Long-term capital gains (LTCG) arising from the sale of equity shares listed on a recognised stock exchange in India after January 31, 2018, are not grandfathered. Equity shares listed on a recognised stock exchange in India after January 31, 2018, and sold on or after April 1, 2018, after being held for more than 12 months before sale, would be subject to taxation on the entire capital gains at 10% and not just on the incremental capital gains from January 31, 2018. If these shares are sold on or before March 31, 2018, the entire capital gains would be tax exempt under the present tax regime.
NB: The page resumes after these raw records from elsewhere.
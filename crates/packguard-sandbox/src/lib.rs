//! Packguard pack sandbox.
//!
//! This crate takes third-party binary extensions ("packs"), validates them,
//! loads each one into an isolation boundary, constrains what it may do, bounds
//! how long and how much it may consume, and tears it down cleanly.
//!
//! - **[`config`]** -- [`SandboxConfig`] controls size ceilings, trust policy,
//!   and the default permissions and limits.
//! - **[`error`]** -- [`SandboxError`] enumerates every failure mode.
//! - **[`permissions`]** -- [`PermissionSet`], [`ResourceLimits`] and the
//!   [`Access`] checks built on them.
//! - **[`signature`]** -- [`SignatureValidator`] gates every load.
//! - **[`isolation`]** -- the backend seam and the per-pack
//!   [`IsolationContext`].
//! - **[`registry`]** -- [`PackRegistry`], the authoritative set of loaded
//!   packs.
//! - **[`coordinator`]** -- [`ExecutionCoordinator`] runs operations under a
//!   deadline.
//! - **[`audit`]** -- [`AuditEvent`] and the [`AuditSink`] trait.
//! - **[`wasm`]** -- [`WasmBackend`], the wasmtime isolation backend.
//! - **[`loader`]** -- [`PackLoader`] for whole directories.
//! - **[`runtime`]** -- [`SandboxRuntime`] is the main entry point.
//!
//! # Resource limits
//!
//! With [`WasmBackend`], memory and CPU time are enforced per call and a call
//! that overruns is hard-aborted.  Thread limits hold trivially because wasm
//! threads are disabled.  `max_file_handles` is advisory: no WASI is linked,
//! so packs cannot open files at all.  Other [`IsolationBackend`]
//! implementations decide for themselves; an in-process backend cannot stop a
//! call that ignores its cancellation token, and the coordinator then only
//! abandons it.
//!
//! All public types are `Send + Sync` and designed for use within a
//! multi-threaded tokio runtime.

pub mod audit;
pub mod config;
pub mod coordinator;
pub mod error;
pub mod isolation;
pub mod loader;
pub mod permissions;
pub mod registry;
pub mod runtime;
pub mod signature;
pub mod wasm;

#[cfg(test)]
pub(crate) mod testing;

// Re-export the most commonly used types at the crate root.
pub use audit::{AuditEvent, AuditEventType, AuditSink, MemoryAuditSink, Severity, TracingAuditSink};
pub use config::SandboxConfig;
pub use coordinator::ExecutionCoordinator;
pub use error::{Result, SandboxError, ValidationFailure};
pub use isolation::{
    Invocation, IsolatedPack, IsolationBackend, IsolationContext, PackFault, PackIdentity,
    PackInfo, PackState,
};
pub use loader::{PackLoader, PackManifest};
pub use permissions::{Access, PermissionSet, ResourceLimits, default_permissions};
pub use registry::PackRegistry;
pub use runtime::SandboxRuntime;
pub use signature::{SignatureValidator, VerifiedPack};
pub use wasm::WasmBackend;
This may induce companies looking for an IPO combined with an offer for sale, to prepone their listing on the bourses before March 31, 2018.
In his 2018 budget proposals, the finance minister reinstated taxation of LTCG arising from transfer of listed equity shares, units of equity-oriented funds and business trusts on or after April 1 , 2018. LTCG accrued up to January 31, 2018, have been grandfathered and will continue to be tax exempt. To determine the capital gains, the cost of acquisition for these long-term capital assets acquired on or before January 31, 2018, will be the actual cost or the fair market value (FMV) as on January 31, 2018, whichever is higher. Further, if the full value of consideration on transfer is less than the FMV on January 31, 2018, then such full value of consideration or the actual cost, whichever is higher, will be deemed to be the cost of acquisition. The benefit of inflation indexation of the cost of acquisition would not be available for computing LTCG under the new tax regime.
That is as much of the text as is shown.